Aim of the exercise:
For the entries below, the result should be an exact transcription of the lines from the one with "let products = self" up to and including the one with "Option<Phase>, to: Phase", and only those.

(Material provided begins)

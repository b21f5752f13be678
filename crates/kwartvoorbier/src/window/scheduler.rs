//! # Window Scheduler
//!
//! Polls a [`SnapshotSource`] on a fixed cadence, evaluates the phase, drives the
//! opening countdown and publishes the result.
//!
//! - The latest [`PhaseView`] is kept on a `watch` channel, for screens that only care
//!   about "now".
//! - Transitions and countdown completion go out as [`SchedulerEvent`]s on a `broadcast`
//!   channel.
//!
//! Nothing is cached between ticks except the countdown anchor: every tick reads a fresh
//! snapshot, so an edited window takes effect on the next poll.

use crate::clients::{ProductClient, SettingsClient};
use crate::clock::SharedClock;
use crate::model::Product;
use crate::window::countdown::{Countdown, Remaining};
use crate::window::phase::{evaluate, ClosedReason, Phase, WindowConfig};
use async_trait::async_trait;
use chrono::NaiveDateTime;
use std::time::Duration;
use table_actor::TableAccess;
use tokio::sync::{broadcast, watch};
use tokio::time::MissedTickBehavior;
use tracing::{debug, info, warn};

/// Inputs to one evaluation.
#[derive(Debug, Clone, Default)]
pub struct Snapshot {
    /// `None` when the settings are missing or malformed.
    pub config: Option<WindowConfig>,
    pub products: Vec<Product>,
}

#[derive(Debug, Clone, thiserror::Error)]
pub enum SnapshotError {
    #[error("Snapshot unavailable: {0}")]
    Unavailable(String),
}

/// Anything that can hand the scheduler an up-to-date snapshot.
#[async_trait]
pub trait SnapshotSource: Send + Sync + 'static {
    async fn snapshot(&self) -> Result<Snapshot, SnapshotError>;
}

/// Reads the snapshot straight from the Product and Settings tables.
#[derive(Clone)]
pub struct TableSnapshot {
    products: ProductClient,
    settings: SettingsClient,
}

impl TableSnapshot {
    pub fn new(products: ProductClient, settings: SettingsClient) -> Self {
        Self { products, settings }
    }
}

#[async_trait]
impl SnapshotSource for TableSnapshot {
    async fn snapshot(&self) -> Result<Snapshot, SnapshotError> {
        let products = self
            .products
            .list()
            .await
            .map_err(|e| SnapshotError::Unavailable(e.to_string()))?;
        let config = self
            .settings
            .read_window()
            .await
            .map_err(|e| SnapshotError::Unavailable(e.to_string()))?;
        Ok(Snapshot { config, products })
    }
}

/// What a screen needs to render the current state.
#[derive(Debug, Clone, PartialEq)]
pub struct PhaseView {
    pub phase: Phase,
    /// Countdown fill, 0..=1. Full once ordering has opened, empty when closed. A countdown
    /// outlives unreadable settings, so the fill holds steady through an outage.
    pub fill_ratio: f64,
    /// Time until opening, only while awaiting the window.
    pub remaining: Option<Remaining>,
}

impl PhaseView {
    fn unevaluated() -> Self {
        Self {
            phase: Phase::Closed(ClosedReason::SettingsUnavailable),
            fill_ratio: 0.0,
            remaining: None,
        }
    }
}

#[derive(Debug, Clone, PartialEq)]
pub enum SchedulerEvent {
    /// The evaluated phase differs from the previous tick. `from` is `None` on the first tick.
    PhaseChanged { from: Option<Phase>, to: Phase },
    /// Ordering opened. Sent once per opening, on the first tick that sees the window open,
    /// with `target` set to the instant the window opened.
    CountdownCompleted { target: NaiveDateTime },
}

pub struct WindowScheduler<S> {
    clock: SharedClock,
    source: S,
    poll_interval: Duration,
    countdown: Option<Countdown>,
    current: Option<Phase>,
    /// Opening instant of the last completed countdown.
    opened: Option<NaiveDateTime>,
    view: watch::Sender<PhaseView>,
    events: broadcast::Sender<SchedulerEvent>,
}

impl<S: SnapshotSource> WindowScheduler<S> {
    pub fn new(clock: SharedClock, source: S, poll_interval: Duration, capacity: usize) -> Self {
        let (view, _) = watch::channel(PhaseView::unevaluated());
        let (events, _) = broadcast::channel(capacity);
        Self {
            clock,
            source,
            poll_interval,
            countdown: None,
            current: None,
            opened: None,
            view,
            events,
        }
    }

    pub fn view(&self) -> watch::Receiver<PhaseView> {
        self.view.subscribe()
    }

    pub fn events(&self) -> broadcast::Receiver<SchedulerEvent> {
        self.events.subscribe()
    }

    /// The most recently published view.
    pub fn current(&self) -> PhaseView {
        self.view.borrow().clone()
    }

    /// Evaluates once and publishes. Never fails: an unreadable snapshot counts as
    /// unavailable settings.
    pub async fn tick(&mut self) -> PhaseView {
        let now = self.clock.now();
        let (phase, opened_at) = match self.source.snapshot().await {
            Ok(snapshot) => {
                let config = snapshot.config.as_ref();
                let opened_at = config
                    .and_then(WindowConfig::start)
                    .map(|start| now.date().and_time(start));
                (evaluate(now, config, &snapshot.products), opened_at)
            }
            Err(e) => {
                warn!(error = %e, "Snapshot failed, treating settings as unavailable");
                (Phase::Closed(ClosedReason::SettingsUnavailable), None)
            }
        };
        let view = self.advance(now, phase, opened_at);

        if self.current != Some(phase) {
            info!(from = ?self.current.map(|p| p.name()), to = phase.name(), %phase, "Phase changed");
            let _ = self.events.send(SchedulerEvent::PhaseChanged {
                from: self.current,
                to: phase,
            });
            self.current = Some(phase);
        }
        self.view.send_replace(view.clone());
        view
    }

    /// `opened_at` is today's opening instant according to the snapshot, when it has one.
    fn advance(
        &mut self,
        now: NaiveDateTime,
        phase: Phase,
        opened_at: Option<NaiveDateTime>,
    ) -> PhaseView {
        match phase {
            Phase::AwaitingWindow { opens_at } => {
                let countdown = match self.countdown.take() {
                    Some(countdown) if countdown.target() == opens_at => countdown,
                    _ => {
                        debug!(anchor = %now, target = %opens_at, "Countdown anchored");
                        Countdown::start(now, opens_at)
                    }
                };
                let view = PhaseView {
                    phase,
                    fill_ratio: countdown.fill_ratio(now),
                    remaining: Some(countdown.remaining(now)),
                };
                self.countdown = Some(countdown);
                return view;
            }
            // Unreadable settings say nothing about the window. Hold the countdown.
            Phase::Closed(ClosedReason::SettingsUnavailable) => {
                let fill_ratio = self
                    .countdown
                    .as_ref()
                    .map_or(0.0, |countdown| countdown.fill_ratio(now));
                return PhaseView {
                    phase,
                    fill_ratio,
                    remaining: None,
                };
            }
            _ => {}
        }

        if let Some(mut countdown) = self.countdown.take() {
            let ran_out = countdown.poll(now);
            debug!(target = %countdown.target(), ran_out, to = phase.name(), "Countdown dropped");
        }
        // Once per opening, even when an outage splits the ordering phase in two.
        let was_open = matches!(self.current, Some(p) if p.accepts_orders());
        if phase.accepts_orders() && !was_open {
            if let Some(opened_at) = opened_at.filter(|at| self.opened != Some(*at)) {
                self.complete(opened_at);
            }
        }

        let fill_ratio = match phase {
            Phase::Ordering { .. } | Phase::Lottery { .. } => 1.0,
            _ => 0.0,
        };
        PhaseView {
            phase,
            fill_ratio,
            remaining: None,
        }
    }

    fn complete(&mut self, target: NaiveDateTime) {
        info!(%target, "Countdown completed");
        self.opened = Some(target);
        let _ = self
            .events
            .send(SchedulerEvent::CountdownCompleted { target });
    }

    /// How long until the running countdown's target. `None` once the target is due, so an
    /// outage past the target falls back to the regular cadence.
    fn until_opening(&self) -> Option<Duration> {
        let countdown = self.countdown.as_ref()?;
        let left = (countdown.target() - self.clock.now()).to_std().ok()?;
        (!left.is_zero()).then_some(left)
    }

    /// Polls until `shutdown` turns `true` or its sender is dropped.
    ///
    /// Besides the fixed cadence, an extra tick is scheduled for the moment the countdown
    /// runs out, so ordering opens on time rather than up to one interval late.
    pub async fn run(mut self, mut shutdown: watch::Receiver<bool>) {
        info!(
            interval_secs = self.poll_interval.as_secs(),
            "Window scheduler started"
        );
        let mut interval = tokio::time::interval(self.poll_interval);
        interval.set_missed_tick_behavior(MissedTickBehavior::Delay);

        loop {
            let opening = self.until_opening();
            tokio::select! {
                _ = interval.tick() => {
                    self.tick().await;
                }
                _ = sleep_for(opening) => {
                    self.tick().await;
                }
                changed = shutdown.changed() => {
                    if changed.is_err() || *shutdown.borrow() {
                        info!("Window scheduler shutting down");
                        break;
                    }
                }
            }
        }
    }
}

async fn sleep_for(duration: Option<Duration>) {
    match duration {
        Some(duration) => tokio::time::sleep(duration).await,
        None => std::future::pending().await,
    }
}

(Material provided ends)

Solution below:
        let products = self
            .products
            .list()
            .await
            .map_err(|e| SnapshotError::Unavailable(e.to_string()))?;
        let config = self
            .settings
            .read_window()
            .await
            .map_err(|e| SnapshotError::Unavailable(e.to_string()))?;
        Ok(Snapshot { config, products })
    }
}

/// What a screen needs to render the current state.
#[derive(Debug, Clone, PartialEq)]
pub struct PhaseView {
    pub phase: Phase,
    /// Countdown fill, 0..=1. Full once ordering has opened, empty when closed. A countdown
    /// outlives unreadable settings, so the fill holds steady through an outage.
    pub fill_ratio: f64,
    /// Time until opening, only while awaiting the window.
    pub remaining: Option<Remaining>,
}

impl PhaseView {
    fn unevaluated() -> Self {
        Self {
            phase: Phase::Closed(ClosedReason::SettingsUnavailable),
            fill_ratio: 0.0,
            remaining: None,
        }
    }
}

#[derive(Debug, Clone, PartialEq)]
pub enum SchedulerEvent {
    /// The evaluated phase differs from the previous tick. `from` is `None` on the first tick.
    PhaseChanged { from: Option<Phase>, to: Phase },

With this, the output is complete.